A sensação quente preencheu meu pescoço, e uma reação começou a subir no meu estômago.
“Beijar o pescoço do Agi, tão sexy.”
Alice se aproximou ainda mais intencionalmente.
Seus seios cheios pressionaram contra mim, e uma sensação de vergonha foi acionada.
Ainda assim, a respiração sutil aquecia meu pescoço.
“E fazer algumas besteiras com o Ae-gi.”
“.......”
“Tenho me segurado. Quero ser atrevida com o Ae-gi... Agora, é o meu limite.”
Sorrindo de forma desconcertada, eu respondi.
“Não podemos fazer isso no dormitório?”
“Ae-gi?”
O pequeno sorriso de excitação apareceu na voz de Alice.
“Você consegue me deixar?”
...Não.
“...Provavelmente não.”
Não hesitei nem por um instante.
Dei um beijo nos lábios de Alice, entregando minhas emoções. Seus lábios macios foram deliciosos, e eu fiquei extasiado.
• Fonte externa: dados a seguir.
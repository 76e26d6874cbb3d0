//! Smart Inbox: Gmail listing, LLM-drafted replies, threaded sending.

pub mod auth;
pub mod config;
pub mod drafting;
pub mod error;
pub mod inbox;
pub mod llm;
pub mod mail;

#[cfg(test)]
mod testing;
Tsuk-tsu-tsu, tchu-tchu-tchu... Alice parecia tentar se segurar, envolvendo o braço ao redor do meu pescoço.
Parecia que Alice e eu nos tornamos um só, agarrados firmemente um ao outro.
Puxei as nádegas arredondadas da saia vermelha dela, que tremulava ao seu redor.
Beijei sua barriga macia por baixo da saia, a sensação suave preenchendo minhas mãos, fazendo-me sentir elástico.
A sensação era como se meu corpo fosse explodir, e eu a pressionei contra suas nádegas. Alice, como se tivesse percebido, começou a sacudir um pouco o quadril, estimulando o meu pênis ereto dentro da cueca.
Parecia que ela ansiava pelo meu.
Tsuk-tsu-tsu, tchu-tchu-tchu...
A língua delicada de Alice acariciou meus dentes. Abri os lábios e empurrei minha língua para fora, entrelaçando-a com a dela.
Tsuk-tsu. A língua de Alice deslizou na minha boca, e continuamos a nos beijar, nossos idiomas entrelaçados.
A capa longa de Alice, que cobria seus ombros, caía como uma cachoeira. Ela ignorou isso e continuou a me beijar.
“aaa...”.
Tsuk-tsu... Alice puxou os lábios para trás e soltou uma respiração profunda.
“Ah, você é tão interessante...”
Alice olhou para mim com olhos brilhantes, o olhar tranquilo e reconfortante.
“Quer que eu também toque no meu peito?”
Exatamente como eu queria.
Ela parecia querer se manter colada ainda um pouco, então envolveu os braços ao redor das minhas costas e me puxou para perto.
Depois, arqueou as costas levemente, sua postura sedutora, e pressionou os quadris contra minha virilha.